- [What you should do]:
An answer that reproduces all the entries exactly is what is needed.

*** Begin section ***

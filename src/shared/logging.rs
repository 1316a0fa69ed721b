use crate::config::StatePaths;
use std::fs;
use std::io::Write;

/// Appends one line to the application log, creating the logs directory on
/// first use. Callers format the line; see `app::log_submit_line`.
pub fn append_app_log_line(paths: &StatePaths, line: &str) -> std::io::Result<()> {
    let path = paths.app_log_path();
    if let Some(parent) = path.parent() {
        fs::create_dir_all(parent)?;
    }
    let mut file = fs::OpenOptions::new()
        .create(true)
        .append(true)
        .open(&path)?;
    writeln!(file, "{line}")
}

*** End section ***

- [Worked solution]:
filename src/shared/logging.rs
repository 1316a0fa69ed721b
use crate::config::StatePaths;
use std::fs;
use std::io::Write;

/// Appends one line to the application log, creating the logs directory on
/// first use. Callers format the line; see `app::log_submit_line`.
pub fn append_app_log_line(paths: &StatePaths, line: &str) -> std::io::Result<()> {
    let path = paths.app_log_path();
    if let Some(parent) = path.parent() {
        fs::create_dir_all(parent)?;
    }
    let mut file = fs::OpenOptions::new()
        .create(true)
        .append(true)
        .open(&path)?;
    writeln!(file, "{line}")
}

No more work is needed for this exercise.